Am 15. Juli 1931 stürmt ein Dutzend Hilfssheriffs illegal das Haus von Florence Reece. Sie suchen ihren Mann Sam. Die Schergen des Sheriffs wollen ihn wegen seiner Streikaktivitäten einzuschüchtern. Es ist kein ungewöhnlicher Vorgang zu dieser Zeit und doch wird das Ereignis Florence Reece dazu bringen, ein Stück Musikgeschichte zu schreiben.

Sam ist Bergarbeiter und Organizer der United Mine Workers (UMW) in Harlan County, Kentucky, dem viertgrößten Kohlerevier in den USA. In den engen Schächten der Minen leisten 18.000 Bergleute körperliche Schwerstarbeit, um das »Schwarze Gold« aus der Erde zu holen. Niedrige Löhne und Zehnstundenschichten bringen den Kohlekonzernen Millionenprofite ein. Die Bergarbeiter hingegen gehören zu den schlechtbezahltesten Berufsgruppen in den USA. Zwischen 1929 und 1931 sinkt der durchschnittliche Jahreslohn eines Bergarbeiters in Harlan County von 1235 auf 749 Dollar. Weil sie nur knapp zwei Dollar am Tag verdienen, können viele Arbeiter ihre Familien nicht mehr ernähren.

In den ersten drei Jahren nach Beginn der Weltwirtschaftskrise von 1929 sterben in Harlan 231 Kinder an Unterernährung. Als im Frühjahr 1931 einige Zechenbetreiber erneut eine zehnprozentige Lohnkürzung durchsetzten wollen, beginnen die Arbeiter, sich zu wehren.

Hilflos, spontan und unorganisiert, im Wissen, dass sie »lieber kämpfend als arbeitend hungern«, wenden sich die Bergleute an die Gewerkschaft. Zuerst streiken nur die Arbeiter der »Black Mountain Coal Company«, aber innerhalb weniger Tage treten 3000 Bergleute in die Gewerkschaft ein und die Bewegung erfasst ganz Harlan County. Mittendrin in der Organisation des Streiks: Florence und Sam Reece.

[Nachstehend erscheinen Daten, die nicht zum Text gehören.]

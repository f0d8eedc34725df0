//! Registered devices and the identity each one must prove.
//!
//! A device proves itself twice.  Its knock is authenticated with a
//! [`KnockSecret`] shared with the control plane, and its TLS client
//! certificate must satisfy its [`IdentityBinding`].  Both facts are keyed by
//! the same [`DeviceId`], which is what ties the anonymous UDP channel to the
//! authenticated TCP channel.

use std::fmt;

use serde::{Deserialize, Serialize};
use sha2::{Digest, Sha256};
use subtle::ConstantTimeEq;
use thiserror::Error;
use zeroize::Zeroizing;

/// Maximum length of a device identifier in bytes.
pub const MAX_DEVICE_ID_LEN: usize = 64;

/// Minimum knock secret length in bytes.
pub const MIN_KNOCK_SECRET_LEN: usize = 16;

/// Errors raised while constructing domain values.
#[derive(Debug, Error, PartialEq, Eq)]
pub enum DeviceError {
    /// The device identifier is empty.
    #[error("device id must not be empty")]
    EmptyId,

    /// The device identifier exceeds [`MAX_DEVICE_ID_LEN`] bytes.
    #[error("device id is {len} bytes, maximum is {MAX_DEVICE_ID_LEN}")]
    IdTooLong { len: usize },

    /// The knock secret is shorter than [`MIN_KNOCK_SECRET_LEN`] bytes.
    #[error("knock secret is {len} bytes, minimum is {MIN_KNOCK_SECRET_LEN}")]
    SecretTooShort { len: usize },

    /// A hex field could not be decoded.
    #[error("invalid hex in {field}: {reason}")]
    InvalidHex { field: &'static str, reason: String },

    /// A certificate fingerprint is not 32 bytes long.
    #[error("certificate fingerprint must be 32 bytes, got {0}")]
    BadFingerprintLength(usize),
}

// ── DeviceId ──────────────────────────────────────────────────────────────────

/// A validated device identifier: non-empty UTF-8, at most 64 bytes.
#[derive(Debug, Clone, PartialEq, Eq, Hash, PartialOrd, Ord, Serialize, Deserialize)]
#[serde(try_from = "String", into = "String")]
pub struct DeviceId(String);

impl DeviceId {
    /// Validates and wraps `value`.
    ///
    /// # Errors
    ///
    /// Returns [`DeviceError::EmptyId`] or [`DeviceError::IdTooLong`].
    pub fn new(value: impl Into<String>) -> Result<Self, DeviceError> {
        let value = value.into();
        if value.is_empty() {
            return Err(DeviceError::EmptyId);
        }
        if value.len() > MAX_DEVICE_ID_LEN {
            return Err(DeviceError::IdTooLong { len: value.len() });
        }
        Ok(Self(value))
    }

    pub fn as_str(&self) -> &str {
        &self.0
    }

    pub fn as_bytes(&self) -> &[u8] {
        self.0.as_bytes()
    }
}

impl TryFrom<String> for DeviceId {
    type Error = DeviceError;

    fn try_from(value: String) -> Result<Self, Self::Error> {
        Self::new(value)
    }
}

impl From<DeviceId> for String {
    fn from(id: DeviceId) -> Self {
        id.0
    }
}

impl fmt::Display for DeviceId {
    fn fmt(&self, f: &mut fmt::Formatter<'_>) -> fmt::Result {
        f.write_str(&self.0)
    }
}

// ── KnockSecret ───────────────────────────────────────────────────────────────

/// The per-device HMAC key used to authenticate knocks and grant replies.
///
/// The bytes are wiped from memory when the secret is dropped, and `Debug`
/// never prints them.
#[derive(Clone, PartialEq, Eq)]
pub struct KnockSecret(Zeroizing<Vec<u8>>);

impl KnockSecret {
    /// Wraps raw key bytes.
    ///
    /// # Errors
    ///
    /// Returns [`DeviceError::SecretTooShort`] for keys under 16 bytes.
    pub fn new(bytes: Vec<u8>) -> Result<Self, DeviceError> {
        if bytes.len() < MIN_KNOCK_SECRET_LEN {
            return Err(DeviceError::SecretTooShort { len: bytes.len() });
        }
        Ok(Self(Zeroizing::new(bytes)))
    }

    /// Decodes a hex-encoded key, as stored in configuration files.
    pub fn from_hex(hex_str: &str) -> Result<Self, DeviceError> {
        let bytes = hex::decode(hex_str.trim()).map_err(|e| DeviceError::InvalidHex {
            field: "knock_secret",
            reason: e.to_string(),
        })?;
        Self::new(bytes)
    }

    pub fn expose(&self) -> &[u8] {
        &self.0
    }
}

impl fmt::Debug for KnockSecret {
    fn fmt(&self, f: &mut fmt::Formatter<'_>) -> fmt::Result {
        write!(f, "KnockSecret([redacted; {} bytes])", self.0.len())
    }
}

// ── Identity binding ──────────────────────────────────────────────────────────

/// What a device's TLS client certificate must look like.
#[derive(Debug, Clone, PartialEq, Eq)]
pub enum IdentityBinding {
    /// SHA-256 of the DER-encoded end-entity certificate.
    CertFingerprint([u8; 32]),
    /// Subject common name of a certificate issued by a trusted CA.
    SubjectCommonName(String),
}

impl IdentityBinding {
    /// Builds a fingerprint binding from a hex string (colons are ignored).
    pub fn fingerprint_from_hex(hex_str: &str) -> Result<Self, DeviceError> {
        let cleaned: String = hex_str.chars().filter(|c| *c != ':').collect();
        let bytes = hex::decode(cleaned.trim()).map_err(|e| DeviceError::InvalidHex {
            field: "cert_fingerprint",
            reason: e.to_string(),
        })?;
        let array: [u8; 32] = bytes
            .as_slice()
            .try_into()
            .map_err(|_| DeviceError::BadFingerprintLength(bytes.len()))?;
        Ok(Self::CertFingerprint(array))
    }

    /// Builds a fingerprint binding for a DER certificate.
    pub fn for_certificate(cert_der: &[u8]) -> Self {
        Self::CertFingerprint(fingerprint_of(cert_der))
    }

    /// Returns `true` when `presented` satisfies this binding.
    ///
    /// Fingerprints are compared in constant time.  A common-name binding
    /// only checks the name; the caller is responsible for having verified
    /// the CA chain first.
    pub fn matches(&self, presented: &PresentedIdentity) -> bool {
        match self {
            IdentityBinding::CertFingerprint(expected) => {
                expected.ct_eq(&presented.fingerprint).into()
            }
            IdentityBinding::SubjectCommonName(expected) => {
                presented.common_name.as_deref() == Some(expected.as_str())
            }
        }
    }

    /// Returns `true` for bindings that rely on a CA chain.
    pub fn requires_ca(&self) -> bool {
        matches!(self, IdentityBinding::SubjectCommonName(_))
    }
}

/// The identity facts extracted from a certificate presented during a handshake.
#[derive(Debug, Clone, PartialEq, Eq)]
pub struct PresentedIdentity {
    pub fingerprint: [u8; 32],
    pub common_name: Option<String>,
}

/// SHA-256 over a DER-encoded certificate.
pub fn fingerprint_of(cert_der: &[u8]) -> [u8; 32] {
    Sha256::digest(cert_der).into()
}

// ── Device ────────────────────────────────────────────────────────────────────

/// A registered device.
#[derive(Debug, Clone)]
pub struct Device {
    pub device_id: DeviceId,
    pub knock_secret: KnockSecret,
    pub identity: IdentityBinding,
    /// Service tags this device may reach.  Empty means "no access".
    pub allowed_services: Vec<String>,
}

impl Device {
    pub fn new(
        device_id: DeviceId,
        knock_secret: KnockSecret,
        identity: IdentityBinding,
        allowed_services: Vec<String>,
    ) -> Self {
        Self {
            device_id,
            knock_secret,
            identity,
            allowed_services,
        }
    }

    /// Returns `true` if `service` is in this device's allowed services.
    pub fn permits(&self, service: &str) -> bool {
        self.allowed_services.iter().any(|s| s == service)
    }
}
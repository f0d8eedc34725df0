//! Network infrastructure for the controller.
//!
//! # Sub-modules
//!
//! - **`spa_listener`** – Binds the controller's UDP knock port and answers
//!   every knock that passes validation with a sealed grant reply.  Invalid
//!   knocks get no answer at all.

pub mod spa_listener;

Die Bosse der Kohleindustrie sind besonders gewerkschaftsfeindlich und haben eine ungeheure Macht in der Region. Etwa ein Viertel der Bevölkerung arbeitet in den Minen und fast jeder im Land ist von der Kohleindustrie abhängig. Nur etwa 12.000 der 70.000 Einwohner von Harlan County wohnen in freien Städten und selbst dort ist der Einfluss der Kohlekonzerne stark. Die anderen 58.000 leben in »Company Towns«. Das sind von den Zechenbetreibern aufgebaute und kontrollierte Siedlungen. Im Jahr 1938 widmete sich die New York Times der Situation in Harlan County. Die Menschen, so schrieb die Zeitung, »leben in firmeneigenen Städten, wohnen in firmeneigenen Häusern, gehen auf firmeneigenen Straßen, kaufen in firmeneigenen Läden, gehen zu firmeneigenen Kirchen und schicken ihre Kinder auf firmeneigene Schulen. Krankheiten werden von firmeneigenen Ärzten behandelt und das Gesetz wird oft von firmeneigenen Richtern vertreten, die über das Eigentum der Zechenbetreiber wachen. Eines der großen Unternehmen hatte bis vor kurzem sogar ein eigenes privates Gefängnis.«

Die Kohlebosse kontrollieren nahezu jeden Aspekt des gesellschaftlichen Lebens in den Bergbauregionen der USA. Jetzt nutzen sie ihre Macht, um den aufkommenden Protest der Bergarbeiter im Keim zu ersticken. Dafür ist ihnen jedes Mittel Recht: Einschüchterung, Zwang, Unterdrückung und Mord.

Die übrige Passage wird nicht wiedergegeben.